Con otro filtro, un fondo con estrellitas y ya sin bigote, saluda a Fito por su cumpleaños. “Querido primo, bienvenido a los sixties, a los 60. ¡Todo lo mejor! ¡Qué gran campaña estás haciendo, querido hermano!”.
Hace unos días, antes de tocar en Chile, Páez dijo en una conferencia de prensa que, aunque estas nuevas generaciones ostentan artistas increíbles, se tiende más a una estandarización, a una pasteurización, de los ritmos, de las armonías, de “las melodías casi desaparecidas”. Esas declaraciones resonaron con la reflexión de Sting del año pasado, manifestando su preocupación y su disgusto acerca de la ausencia del puente en las nuevas composiciones. “Lo que Sting explica es propiedad (compositiva) de los standard, las buenas composiciones americanas ‘classic’. Una tercera posición en la armonía, donde esta se ‘descompone’, se diluye y enriquece en el cuerpo horizontal de la música. La tonalidad se corre —se altera— hacia una serie de acordes modulados para volver a la estrofa floreciendo la partitura, la canción vuelve respirando de otra forma. Sting agrega, oportunamente, que incluso la letra resuelve en la tensión del puente y termina de explicarse a sí misma”, argumenta el Salmón. “Parecido —distinto— es el tango, que tiene su hondura armónica propia: canciones con estrofas sobre acordes menores y estribillos mayores. En el flamenco la modulación es el pasaje instrumental —en guitarra— que se conoce como falseta. Es eso, tampoco es imprescindible, pero es interesante y enriquece una composición y su consiguiente escucha. Fito habla de canciones producidas en serie, algo que, en el pop, existe desde que existe la producción industrial de música de éxitos. No todo el monte es orégano. Tampoco estoy escuchando música todo el tiempo, es imposible para un músico. Estamos ensayando o en el estudio, o leyendo. Sigo aprendiendo para atrás, estudiando cosas que no escuché en su momento, descubriendo géneros y artistas. Mucha música de este siglo me gusta y otra no la escuché. Nunca escucho música si no me gusta, ¿por qué lo haría?”.
De los artistas de la nueva generación, Andrés conectó de un modo profundo con Dillom: “Con Dee Dee hablamos todas las semanas, nos contamos por dónde es que estamos, nos mostramos música y cosas, somos amigos. Conoce mi casa suburbana y mi estancia madrileña, nos vimos en Barcelona luego de un recital, le visito en el estudio. Estoy a las órdenes de Dillom, para todo. My dawg.”
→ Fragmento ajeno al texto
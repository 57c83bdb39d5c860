use crate::{
    channel::{ChannelType, ControlMessage},
    types::{ActorId, ChannelIndex, NetGuid},
};

/// Something the host should react to, produced while processing received
/// packets or ticking the connection. Drained with
/// `Connection::take_events`.
#[derive(Clone, Debug, PartialEq)]
pub enum ConnectionEvent {
    /// The peer opened a channel.
    ChannelOpened {
        ch_index: ChannelIndex,
        ch_type: ChannelType,
    },
    ControlMessage(ControlMessage),
    /// The first bunch of a remotely opened actor channel named its actor.
    ActorOpened {
        ch_index: ChannelIndex,
        guid: NetGuid,
    },
    /// Actor payload, delivered in reliable order for reliable bunches.
    ActorUpdate {
        ch_index: ChannelIndex,
        guid: NetGuid,
        reliable: bool,
        payload: Vec<u8>,
        num_bits: u32,
    },
    /// The peer closed an actor channel. `dormant` is set when the actor
    /// went dormant rather than being destroyed.
    ActorClosed {
        ch_index: ChannelIndex,
        guid: NetGuid,
        dormant: bool,
    },
    /// A locally opened actor channel closed itself for dormancy.
    ActorDormant {
        ch_index: ChannelIndex,
        actor: ActorId,
    },
    /// An unreliable update of this actor was lost and should be resent.
    ActorUpdateLost { actor: ActorId },
    VoicePacket { payload: Vec<u8>, num_bits: u32 },
    /// A channel was removed from the channel table.
    ChannelCleanedUp {
        ch_index: ChannelIndex,
        ch_type: ChannelType,
        actor: Option<ActorId>,
        dormant: bool,
    },
    /// The connection closed. No further packets will be sent.
    Closed,
}
use repnet_serde::{BitWrite, BitWriter};

use crate::{
    bunch::bunch_header::{BunchFlags, BunchHeader},
    channel::ChannelType,
    constants::MAX_CONSTRUCTED_PARTIAL_SIZE_IN_BYTES,
    types::{ChannelIndex, ChannelSequence, PacketId},
};

/// An outgoing bunch. Payload bits are written through the `BitWrite` impl;
/// the bunch refuses writes beyond its bit budget by marking itself
/// overflowed instead of truncating.
#[derive(Clone, Debug)]
pub struct OutBunch {
    pub ch_index: ChannelIndex,
    pub ch_type: ChannelType,
    /// Assigned when a reliable bunch is queued for retransmission.
    pub ch_sequence: ChannelSequence,
    /// Packet the bunch was last written into.
    pub packet_id: PacketId,
    /// Driver time of the last (re)send.
    pub time: f64,
    pub flags: BunchFlags,
    pub received_ack: bool,
    payload: BitWriter,
}

impl OutBunch {
    pub(crate) fn new(ch_index: ChannelIndex, ch_type: ChannelType, max_bits: u32) -> Self {
        Self {
            ch_index,
            ch_type,
            ch_sequence: 0,
            packet_id: -1,
            time: 0.0,
            flags: BunchFlags::default(),
            received_ack: false,
            payload: BitWriter::new(max_bits),
        }
    }

    /// Lets the payload grow past a single packet, up to the largest bunch a
    /// receiver will reassemble. The channel splits such a bunch into
    /// partials when sending it.
    pub fn allow_resize(&mut self) {
        if !self.payload.overflowed() {
            self.payload
                .set_max_bits((MAX_CONSTRUCTED_PARTIAL_SIZE_IN_BYTES * 8) as u32);
        }
    }

    pub fn is_error(&self) -> bool {
        self.payload.overflowed()
    }

    pub(crate) fn set_error(&mut self) {
        self.payload.set_overflowed();
    }

    pub fn num_bits(&self) -> u32 {
        self.payload.num_bits()
    }

    pub fn data(&self) -> &[u8] {
        self.payload.data()
    }

    pub fn max_bits(&self) -> u32 {
        self.payload.max_bits()
    }

    pub(crate) fn header(&self, internal_ack: bool) -> BunchHeader {
        let flags = self.flags;
        let wrapped_sequence = if flags.reliable && !internal_ack {
            Some(self.ch_sequence as u32)
        } else {
            None
        };
        let ch_type = if flags.reliable || flags.open {
            Some(self.ch_type.to_wire())
        } else {
            None
        };
        BunchHeader {
            flags,
            ch_index: self.ch_index,
            wrapped_sequence,
            ch_type,
            payload_bits: self.num_bits(),
        }
    }

    /// Copy of this bunch's routing and flags holding only `num_bits` bits
    /// of `data`. Used to cut a large bunch into partials.
    pub(crate) fn fragment(&self, data: &[u8], num_bits: u32, max_bits: u32) -> Self {
        let mut fragment = Self::new(self.ch_index, self.ch_type, max_bits);
        fragment.payload.write_bits(data, num_bits);
        fragment
    }
}

impl BitWrite for OutBunch {
    fn write_bit(&mut self, bit: bool) {
        self.payload.write_bit(bit);
    }

    fn write_bits(&mut self, bytes: &[u8], num_bits: u32) {
        self.payload.write_bits(bytes, num_bits);
    }

    fn write_byte(&mut self, byte: u8) {
        self.payload.write_byte(byte);
    }

    fn write_u32(&mut self, value: u32, num_bits: u32) {
        self.payload.write_u32(value, num_bits);
    }
}

#[cfg(test)]
mod tests {
    use super::*;

    #[test]
    fn writes_past_budget_overflow_instead_of_truncating() {
        let mut bunch = OutBunch::new(2, ChannelType::Actor, 16);
        bunch.write_u32(0xABCD, 16);
        assert!(!bunch.is_error());

        bunch.write_bit(true);

        assert!(bunch.is_error());
        assert_eq!(bunch.num_bits(), 16);
    }

    #[test]
    fn resizable_bunch_exceeds_single_packet_budget() {
        let mut bunch = OutBunch::new(2, ChannelType::Actor, 16);
        bunch.allow_resize();
        for _ in 0..100 {
            bunch.write_byte(0x5A);
        }

        assert!(!bunch.is_error());
        assert_eq!(bunch.num_bits(), 800);
    }
}
// Channel table

/// Number of channel slots per connection. Index 0 is always the control channel.
pub const MAX_CHANNELS: u32 = 10240;

/// Fixed slot of the voice channel.
pub const VOICE_CHANNEL_INDEX: u32 = 1;

/// Exclusive upper bound of the channel type field on the wire.
pub const CHTYPE_MAX: u32 = 8;

// Reliability windows

/// Maximum number of unacknowledged (outgoing) or out-of-order (incoming)
/// reliable bunches a channel may hold.
pub const RELIABLE_BUFFER: usize = 256;

/// Packet ids travel modulo this value.
pub const MAX_PACKETID: u32 = 16384;

/// Reliable channel sequences travel modulo this value.
pub const MAX_CHSEQUENCE: u32 = 1024;

// Framing overhead

pub const MAX_BUNCH_HEADER_BITS: u32 = 64;
pub const MAX_PACKET_HEADER_BITS: u32 = 15;
pub const MAX_PACKET_TRAILER_BITS: u32 = 1;

/// Upper bound of a reassembled partial bunch.
pub const MAX_CONSTRUCTED_PARTIAL_SIZE_IN_BYTES: usize = 64 * 1024;

/// Number of sent packets remembered for lag measurement.
pub const LAG_HISTORY_SIZE: usize = 256;

/// A connection that has not heard from its peer for this long is not
/// considered for actor replication.
pub const CONNECTION_READY_RECEIVE_WINDOW: f64 = 1.5;

/// Timeout applied once a connection is pending destruction.
pub const PENDING_DESTROY_TIMEOUT: f32 = 2.0;

/// Per-packet transport overhead (IP + UDP headers) counted against the
/// bandwidth budget.
pub const PACKET_OVERHEAD: u32 = 28;

// Bandwidth

pub const DEFAULT_NET_SPEED: u32 = 2600;
pub const MIN_NET_SPEED: u32 = 1800;

// Control channel

/// Control messages held while the reliable window is full.
pub const MAX_QUEUED_CONTROL_MESSAGES: usize = 256;

/// Unacked control bunches are resent after this many seconds while the
/// control channel's open is not acknowledged.
pub const CONTROL_RESEND_INTERVAL: f64 = 1.0;

/// No control bunches are resent while more than this many are unacked.
pub const CONTROL_MAX_RESEND_BATCH: usize = 8;
use crate::{bit_reader::BitReader, bit_writer::BitWrite, error::SerdeErr, serde::Serde};

/// Unsigned integer written with exactly `BITS` bits.
pub type UnsignedInteger<const BITS: u8> = SerdeInteger<false, BITS>;

/// Unsigned integer written as `BITS`-bit chunks, each chunk preceded by a
/// "proceed" bit. `UnsignedVariableInteger<7>` has the same layout as
/// `BitWrite::write_int_packed`.
pub type UnsignedVariableInteger<const BITS: u8> = SerdeInteger<true, BITS>;

#[derive(Debug, Clone, Copy, Eq, PartialEq, Hash, Default)]
pub struct SerdeInteger<const VARIABLE: bool, const BITS: u8> {
    value: u64,
}

impl<const VARIABLE: bool, const BITS: u8> SerdeInteger<VARIABLE, BITS> {
    /// Panics if a fixed-width integer cannot hold `value`.
    pub fn new<T: Into<u64>>(value: T) -> Self {
        let value = value.into();
        assert!(BITS > 0 && BITS <= 64, "integer width must be within 1..=64 bits");
        if !VARIABLE && BITS < 64 {
            assert!(
                value < (1u64 << BITS),
                "with {} bits, can't encode number {}",
                BITS,
                value
            );
        }
        Self { value }
    }

    pub fn get(&self) -> u64 {
        self.value
    }

    pub fn to<T: TryFrom<u64>>(&self) -> Option<T> {
        T::try_from(self.value).ok()
    }
}

impl<const VARIABLE: bool, const BITS: u8> Serde for SerdeInteger<VARIABLE, BITS> {
    fn ser(&self, writer: &mut dyn BitWrite) {
        let mut value = self.value;
        if !VARIABLE {
            for _ in 0..BITS {
                writer.write_bit(value & 1 != 0);
                value >>= 1;
            }
            return;
        }
        loop {
            let proceed = BITS < 64 && value >= (1u64 << BITS);
            writer.write_bit(proceed);
            for _ in 0..BITS {
                writer.write_bit(value & 1 != 0);
                value >>= 1;
            }
            if !proceed {
                return;
            }
        }
    }

    fn de(reader: &mut BitReader) -> Result<Self, SerdeErr> {
        let mut value: u64 = 0;
        let mut shift: u32 = 0;
        loop {
            let proceed = if VARIABLE { reader.read_bit()? } else { false };
            for _ in 0..BITS {
                let bit = reader.read_bit()?;
                if bit {
                    if shift >= 64 {
                        return Err(SerdeErr::ValueOutOfRange { value, max: u64::MAX });
                    }
                    value |= 1 << shift;
                }
                shift += 1;
            }
            if !proceed {
                return Ok(Self { value });
            }
        }
    }

    fn bit_length(&self) -> u32 {
        if !VARIABLE {
            return u32::from(BITS);
        }
        let mut chunks = 1;
        let mut value = self.value;
        while BITS < 64 && value >= (1u64 << BITS) {
            value >>= BITS;
            chunks += 1;
        }
        chunks * (u32::from(BITS) + 1)
    }
}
El 22 de agosto de 2021, Andrés cumplió 60 años. “Cumplir sesenta no fue mi mejor momento; oh, números redondos. Estaba maldiciendo las secuelas del vacunatorio, con molestias físicas, solo, sin amor, y mi madre en los últimos días de sus cien años: en su momento no fue un balance positivo: pensé que estaba abrazando la soledad (y el dolor de espalda) para siempre.” Una vuelta al sol después, la taba cayó parada. “No obstante lo cual, cumplir 61 fue mucho mejor”, celebra. “Un ‘empezar de nuevo’, un reseteo positivo y encantador. Creer o reventar en las plegarias atendidas. Siempre que llovió, paró. Estoy encantado transitando esta década, bastante mejorado. No hago balances, no es para nada mi estilo”.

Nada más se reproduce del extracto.